**THE TASK:**
How many lines of the data include the string "loaned"? State that number alone.

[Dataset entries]
....................
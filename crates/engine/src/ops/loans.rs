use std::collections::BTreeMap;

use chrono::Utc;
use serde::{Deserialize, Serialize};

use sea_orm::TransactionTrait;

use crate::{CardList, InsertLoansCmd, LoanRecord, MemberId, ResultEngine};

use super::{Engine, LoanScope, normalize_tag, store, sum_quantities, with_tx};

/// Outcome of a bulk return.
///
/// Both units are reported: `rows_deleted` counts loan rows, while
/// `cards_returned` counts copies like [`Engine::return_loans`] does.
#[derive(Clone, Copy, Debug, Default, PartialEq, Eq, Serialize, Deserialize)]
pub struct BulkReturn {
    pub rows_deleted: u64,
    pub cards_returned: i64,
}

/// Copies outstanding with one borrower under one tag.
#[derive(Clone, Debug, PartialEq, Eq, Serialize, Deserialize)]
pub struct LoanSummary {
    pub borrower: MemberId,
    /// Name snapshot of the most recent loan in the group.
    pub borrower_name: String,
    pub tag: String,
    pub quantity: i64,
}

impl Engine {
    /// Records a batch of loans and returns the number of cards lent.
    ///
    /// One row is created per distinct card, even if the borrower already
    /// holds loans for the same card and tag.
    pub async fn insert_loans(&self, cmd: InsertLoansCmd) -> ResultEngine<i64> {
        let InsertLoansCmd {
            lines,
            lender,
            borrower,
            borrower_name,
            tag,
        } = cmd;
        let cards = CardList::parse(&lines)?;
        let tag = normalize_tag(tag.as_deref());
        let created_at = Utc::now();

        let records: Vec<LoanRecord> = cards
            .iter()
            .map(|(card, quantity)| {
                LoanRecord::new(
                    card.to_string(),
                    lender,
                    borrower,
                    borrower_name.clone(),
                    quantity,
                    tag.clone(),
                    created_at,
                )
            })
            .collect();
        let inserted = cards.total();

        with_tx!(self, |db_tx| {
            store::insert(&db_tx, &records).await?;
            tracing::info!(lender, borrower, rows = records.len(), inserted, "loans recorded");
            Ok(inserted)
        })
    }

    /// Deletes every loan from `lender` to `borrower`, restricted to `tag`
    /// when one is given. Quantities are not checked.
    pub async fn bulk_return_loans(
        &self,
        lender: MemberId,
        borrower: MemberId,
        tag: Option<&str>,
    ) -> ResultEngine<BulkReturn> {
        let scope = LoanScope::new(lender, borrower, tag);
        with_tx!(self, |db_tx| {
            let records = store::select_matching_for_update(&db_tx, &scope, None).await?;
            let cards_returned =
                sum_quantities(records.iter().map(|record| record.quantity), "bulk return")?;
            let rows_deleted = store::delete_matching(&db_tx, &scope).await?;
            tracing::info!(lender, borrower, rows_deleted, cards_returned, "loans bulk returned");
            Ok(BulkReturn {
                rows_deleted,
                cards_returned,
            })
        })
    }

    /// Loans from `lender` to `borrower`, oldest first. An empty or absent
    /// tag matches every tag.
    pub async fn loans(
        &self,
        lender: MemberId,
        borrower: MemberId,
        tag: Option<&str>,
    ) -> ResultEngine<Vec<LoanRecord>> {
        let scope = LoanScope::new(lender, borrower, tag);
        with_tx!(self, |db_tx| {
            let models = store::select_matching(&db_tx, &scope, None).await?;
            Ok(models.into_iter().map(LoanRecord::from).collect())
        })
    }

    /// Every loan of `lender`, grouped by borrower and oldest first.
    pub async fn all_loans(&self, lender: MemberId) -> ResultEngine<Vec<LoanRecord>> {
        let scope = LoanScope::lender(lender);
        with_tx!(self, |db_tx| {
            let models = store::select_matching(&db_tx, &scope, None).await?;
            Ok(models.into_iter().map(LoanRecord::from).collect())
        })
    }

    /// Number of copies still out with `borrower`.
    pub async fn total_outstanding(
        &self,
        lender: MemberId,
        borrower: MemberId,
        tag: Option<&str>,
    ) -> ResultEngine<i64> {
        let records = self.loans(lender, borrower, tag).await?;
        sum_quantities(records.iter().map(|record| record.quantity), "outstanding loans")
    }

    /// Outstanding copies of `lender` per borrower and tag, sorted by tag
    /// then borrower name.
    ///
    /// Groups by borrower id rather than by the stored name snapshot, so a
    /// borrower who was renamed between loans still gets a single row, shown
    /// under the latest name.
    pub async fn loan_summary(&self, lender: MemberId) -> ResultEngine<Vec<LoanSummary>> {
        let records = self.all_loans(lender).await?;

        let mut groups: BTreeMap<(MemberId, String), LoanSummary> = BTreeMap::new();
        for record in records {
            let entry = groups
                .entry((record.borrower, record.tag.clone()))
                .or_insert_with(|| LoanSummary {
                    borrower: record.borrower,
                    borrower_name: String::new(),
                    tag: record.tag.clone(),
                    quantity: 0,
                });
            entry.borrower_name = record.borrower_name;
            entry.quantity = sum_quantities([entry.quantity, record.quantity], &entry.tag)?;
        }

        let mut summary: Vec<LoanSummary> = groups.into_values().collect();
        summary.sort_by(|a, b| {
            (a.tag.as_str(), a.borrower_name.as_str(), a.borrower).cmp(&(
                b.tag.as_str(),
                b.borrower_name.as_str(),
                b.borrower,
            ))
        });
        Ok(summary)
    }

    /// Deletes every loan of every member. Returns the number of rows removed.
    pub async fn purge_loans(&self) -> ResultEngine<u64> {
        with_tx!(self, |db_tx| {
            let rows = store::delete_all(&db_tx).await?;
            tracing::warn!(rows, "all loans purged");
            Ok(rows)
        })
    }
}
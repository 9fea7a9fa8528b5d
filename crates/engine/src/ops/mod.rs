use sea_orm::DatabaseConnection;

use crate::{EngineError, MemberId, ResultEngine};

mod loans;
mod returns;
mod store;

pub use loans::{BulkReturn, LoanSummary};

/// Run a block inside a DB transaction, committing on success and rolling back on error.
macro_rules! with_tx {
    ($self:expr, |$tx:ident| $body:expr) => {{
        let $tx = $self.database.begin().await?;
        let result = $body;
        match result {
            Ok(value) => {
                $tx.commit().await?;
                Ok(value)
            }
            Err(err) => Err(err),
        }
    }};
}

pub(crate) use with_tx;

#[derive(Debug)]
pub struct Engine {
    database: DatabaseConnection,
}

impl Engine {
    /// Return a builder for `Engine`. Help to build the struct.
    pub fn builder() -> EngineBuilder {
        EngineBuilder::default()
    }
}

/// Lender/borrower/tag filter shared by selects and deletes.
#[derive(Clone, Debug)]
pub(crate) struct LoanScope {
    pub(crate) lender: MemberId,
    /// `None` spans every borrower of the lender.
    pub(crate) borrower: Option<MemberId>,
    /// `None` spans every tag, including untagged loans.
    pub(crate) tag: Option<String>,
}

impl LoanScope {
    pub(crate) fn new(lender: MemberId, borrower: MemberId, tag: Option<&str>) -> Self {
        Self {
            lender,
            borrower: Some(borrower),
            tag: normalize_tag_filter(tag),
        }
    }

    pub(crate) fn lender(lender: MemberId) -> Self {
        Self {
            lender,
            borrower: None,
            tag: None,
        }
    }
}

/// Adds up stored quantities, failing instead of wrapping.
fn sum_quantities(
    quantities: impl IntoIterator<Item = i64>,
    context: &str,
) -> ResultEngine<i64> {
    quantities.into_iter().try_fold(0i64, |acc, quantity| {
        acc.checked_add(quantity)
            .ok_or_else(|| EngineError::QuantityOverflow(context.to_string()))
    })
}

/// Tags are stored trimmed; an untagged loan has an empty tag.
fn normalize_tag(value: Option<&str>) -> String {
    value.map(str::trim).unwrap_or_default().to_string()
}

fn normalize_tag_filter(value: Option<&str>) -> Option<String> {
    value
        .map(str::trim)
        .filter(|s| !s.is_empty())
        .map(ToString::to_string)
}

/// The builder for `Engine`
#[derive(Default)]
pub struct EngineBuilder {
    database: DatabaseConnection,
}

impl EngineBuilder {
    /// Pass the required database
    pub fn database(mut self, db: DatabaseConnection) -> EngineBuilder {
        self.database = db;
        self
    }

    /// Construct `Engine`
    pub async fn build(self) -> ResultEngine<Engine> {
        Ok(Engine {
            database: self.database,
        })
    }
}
....................
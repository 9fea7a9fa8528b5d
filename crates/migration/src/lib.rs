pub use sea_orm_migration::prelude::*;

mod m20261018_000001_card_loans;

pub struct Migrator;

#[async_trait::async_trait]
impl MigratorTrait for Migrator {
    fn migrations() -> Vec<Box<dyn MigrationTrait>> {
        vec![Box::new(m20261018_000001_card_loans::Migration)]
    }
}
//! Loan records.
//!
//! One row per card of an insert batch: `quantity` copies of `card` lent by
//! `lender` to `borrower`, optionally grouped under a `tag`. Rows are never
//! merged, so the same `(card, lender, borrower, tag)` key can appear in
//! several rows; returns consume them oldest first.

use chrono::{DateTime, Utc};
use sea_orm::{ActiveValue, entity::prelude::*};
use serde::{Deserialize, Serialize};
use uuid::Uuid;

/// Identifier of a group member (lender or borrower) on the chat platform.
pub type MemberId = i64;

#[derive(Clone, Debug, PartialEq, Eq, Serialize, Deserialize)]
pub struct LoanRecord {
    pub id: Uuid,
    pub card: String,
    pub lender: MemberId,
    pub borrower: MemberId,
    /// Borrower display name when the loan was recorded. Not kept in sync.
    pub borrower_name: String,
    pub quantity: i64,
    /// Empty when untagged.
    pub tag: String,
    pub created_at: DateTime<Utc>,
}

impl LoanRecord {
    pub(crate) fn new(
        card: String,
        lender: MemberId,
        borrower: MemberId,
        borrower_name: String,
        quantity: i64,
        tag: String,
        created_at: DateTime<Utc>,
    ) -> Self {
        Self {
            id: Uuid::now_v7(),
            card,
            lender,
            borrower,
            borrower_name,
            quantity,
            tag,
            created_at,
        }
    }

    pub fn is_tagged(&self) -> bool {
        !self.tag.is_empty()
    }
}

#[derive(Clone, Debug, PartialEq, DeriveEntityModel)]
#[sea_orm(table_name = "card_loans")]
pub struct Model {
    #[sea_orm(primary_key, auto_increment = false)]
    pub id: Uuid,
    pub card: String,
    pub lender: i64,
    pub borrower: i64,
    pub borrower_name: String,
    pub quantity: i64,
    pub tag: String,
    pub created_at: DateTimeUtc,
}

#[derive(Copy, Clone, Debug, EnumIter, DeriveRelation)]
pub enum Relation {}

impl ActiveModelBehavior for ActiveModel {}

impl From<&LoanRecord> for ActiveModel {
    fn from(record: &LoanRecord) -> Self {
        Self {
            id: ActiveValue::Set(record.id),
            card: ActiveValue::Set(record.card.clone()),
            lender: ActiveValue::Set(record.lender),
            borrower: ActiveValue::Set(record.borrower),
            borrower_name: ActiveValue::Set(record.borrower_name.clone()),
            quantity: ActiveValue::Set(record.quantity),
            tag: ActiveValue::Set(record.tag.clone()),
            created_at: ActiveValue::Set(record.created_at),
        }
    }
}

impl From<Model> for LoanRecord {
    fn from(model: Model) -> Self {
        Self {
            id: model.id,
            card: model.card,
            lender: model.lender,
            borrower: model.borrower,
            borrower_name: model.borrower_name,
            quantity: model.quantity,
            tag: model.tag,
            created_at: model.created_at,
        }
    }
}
....................
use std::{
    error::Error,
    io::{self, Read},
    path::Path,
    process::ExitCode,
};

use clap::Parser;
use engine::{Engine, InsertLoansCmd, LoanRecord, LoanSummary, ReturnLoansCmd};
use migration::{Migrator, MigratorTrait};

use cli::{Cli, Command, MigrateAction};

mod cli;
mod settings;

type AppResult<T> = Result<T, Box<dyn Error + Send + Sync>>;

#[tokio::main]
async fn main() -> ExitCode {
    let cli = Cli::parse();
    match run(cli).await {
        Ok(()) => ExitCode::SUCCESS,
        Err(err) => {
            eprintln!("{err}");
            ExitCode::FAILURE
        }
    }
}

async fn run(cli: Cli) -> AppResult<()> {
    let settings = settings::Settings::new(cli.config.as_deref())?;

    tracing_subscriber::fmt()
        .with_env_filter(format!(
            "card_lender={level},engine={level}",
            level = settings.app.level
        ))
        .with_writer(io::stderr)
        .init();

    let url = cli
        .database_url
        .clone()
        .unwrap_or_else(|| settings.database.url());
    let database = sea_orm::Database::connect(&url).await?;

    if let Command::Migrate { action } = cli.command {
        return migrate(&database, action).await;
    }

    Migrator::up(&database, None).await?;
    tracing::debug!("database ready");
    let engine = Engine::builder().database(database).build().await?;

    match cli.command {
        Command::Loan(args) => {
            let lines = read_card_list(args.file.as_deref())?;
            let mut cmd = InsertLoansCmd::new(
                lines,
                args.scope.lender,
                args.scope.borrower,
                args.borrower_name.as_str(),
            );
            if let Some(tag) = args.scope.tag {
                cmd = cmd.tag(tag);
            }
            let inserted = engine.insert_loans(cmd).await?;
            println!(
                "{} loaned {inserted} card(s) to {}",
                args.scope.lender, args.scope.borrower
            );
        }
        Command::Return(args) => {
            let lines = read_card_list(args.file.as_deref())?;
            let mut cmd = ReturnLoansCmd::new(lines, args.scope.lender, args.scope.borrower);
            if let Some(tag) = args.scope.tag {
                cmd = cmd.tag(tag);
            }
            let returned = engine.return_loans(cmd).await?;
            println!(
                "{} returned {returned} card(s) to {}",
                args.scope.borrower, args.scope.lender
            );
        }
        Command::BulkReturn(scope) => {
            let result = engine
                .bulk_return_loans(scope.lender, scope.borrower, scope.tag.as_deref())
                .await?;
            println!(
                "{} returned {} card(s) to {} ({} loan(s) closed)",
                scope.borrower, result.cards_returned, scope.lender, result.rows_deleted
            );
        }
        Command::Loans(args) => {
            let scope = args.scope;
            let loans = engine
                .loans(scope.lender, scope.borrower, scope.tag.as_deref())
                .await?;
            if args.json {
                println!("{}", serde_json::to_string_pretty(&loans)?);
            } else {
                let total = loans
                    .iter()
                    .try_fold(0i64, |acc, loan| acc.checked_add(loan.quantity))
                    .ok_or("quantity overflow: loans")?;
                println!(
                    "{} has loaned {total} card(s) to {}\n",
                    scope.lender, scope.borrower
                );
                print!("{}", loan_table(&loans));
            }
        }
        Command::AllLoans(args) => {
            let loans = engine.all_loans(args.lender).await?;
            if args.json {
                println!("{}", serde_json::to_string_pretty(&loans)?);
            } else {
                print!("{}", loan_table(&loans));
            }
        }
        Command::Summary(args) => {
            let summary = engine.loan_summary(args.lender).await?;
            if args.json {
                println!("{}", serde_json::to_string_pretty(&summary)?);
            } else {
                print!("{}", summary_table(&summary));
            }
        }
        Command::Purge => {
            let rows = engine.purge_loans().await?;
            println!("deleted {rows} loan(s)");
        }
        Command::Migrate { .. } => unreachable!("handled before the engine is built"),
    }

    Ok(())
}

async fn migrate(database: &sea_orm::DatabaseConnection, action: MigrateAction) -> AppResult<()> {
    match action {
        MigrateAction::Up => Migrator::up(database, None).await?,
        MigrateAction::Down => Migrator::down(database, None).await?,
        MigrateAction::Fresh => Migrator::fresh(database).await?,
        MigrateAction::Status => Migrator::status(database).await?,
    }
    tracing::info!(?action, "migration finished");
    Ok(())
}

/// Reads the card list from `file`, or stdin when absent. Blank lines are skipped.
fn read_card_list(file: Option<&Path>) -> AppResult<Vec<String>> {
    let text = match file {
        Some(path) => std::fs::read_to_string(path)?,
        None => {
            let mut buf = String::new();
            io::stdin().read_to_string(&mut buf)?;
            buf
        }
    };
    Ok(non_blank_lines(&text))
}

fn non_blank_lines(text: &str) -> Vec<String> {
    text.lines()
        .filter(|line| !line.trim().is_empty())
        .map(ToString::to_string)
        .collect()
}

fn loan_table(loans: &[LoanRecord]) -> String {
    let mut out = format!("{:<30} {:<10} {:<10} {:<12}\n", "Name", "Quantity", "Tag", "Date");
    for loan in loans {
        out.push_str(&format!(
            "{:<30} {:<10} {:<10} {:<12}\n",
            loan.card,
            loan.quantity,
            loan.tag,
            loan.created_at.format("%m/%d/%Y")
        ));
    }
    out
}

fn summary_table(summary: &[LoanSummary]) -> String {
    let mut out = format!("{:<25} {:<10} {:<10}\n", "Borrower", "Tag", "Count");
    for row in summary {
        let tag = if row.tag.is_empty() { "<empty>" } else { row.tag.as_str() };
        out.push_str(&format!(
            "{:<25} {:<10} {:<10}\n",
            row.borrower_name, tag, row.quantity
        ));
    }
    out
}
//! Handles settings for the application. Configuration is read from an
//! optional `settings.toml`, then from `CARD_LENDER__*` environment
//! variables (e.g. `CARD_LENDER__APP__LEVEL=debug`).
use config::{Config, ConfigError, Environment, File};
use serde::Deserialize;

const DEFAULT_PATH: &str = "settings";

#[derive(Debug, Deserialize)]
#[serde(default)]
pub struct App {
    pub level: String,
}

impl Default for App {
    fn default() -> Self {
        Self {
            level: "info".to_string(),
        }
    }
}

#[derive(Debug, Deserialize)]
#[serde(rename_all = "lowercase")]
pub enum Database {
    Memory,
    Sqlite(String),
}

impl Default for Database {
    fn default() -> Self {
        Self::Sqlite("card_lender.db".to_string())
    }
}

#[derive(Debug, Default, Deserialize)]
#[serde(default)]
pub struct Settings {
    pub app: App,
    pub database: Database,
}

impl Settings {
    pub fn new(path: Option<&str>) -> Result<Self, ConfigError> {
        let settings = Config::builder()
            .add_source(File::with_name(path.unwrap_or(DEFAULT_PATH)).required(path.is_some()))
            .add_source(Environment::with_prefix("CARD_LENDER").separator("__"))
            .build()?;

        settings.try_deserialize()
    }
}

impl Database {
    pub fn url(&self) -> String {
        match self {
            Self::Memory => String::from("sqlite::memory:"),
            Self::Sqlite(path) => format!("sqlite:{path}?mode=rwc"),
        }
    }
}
....................
**SOLUTION BELOW:**
2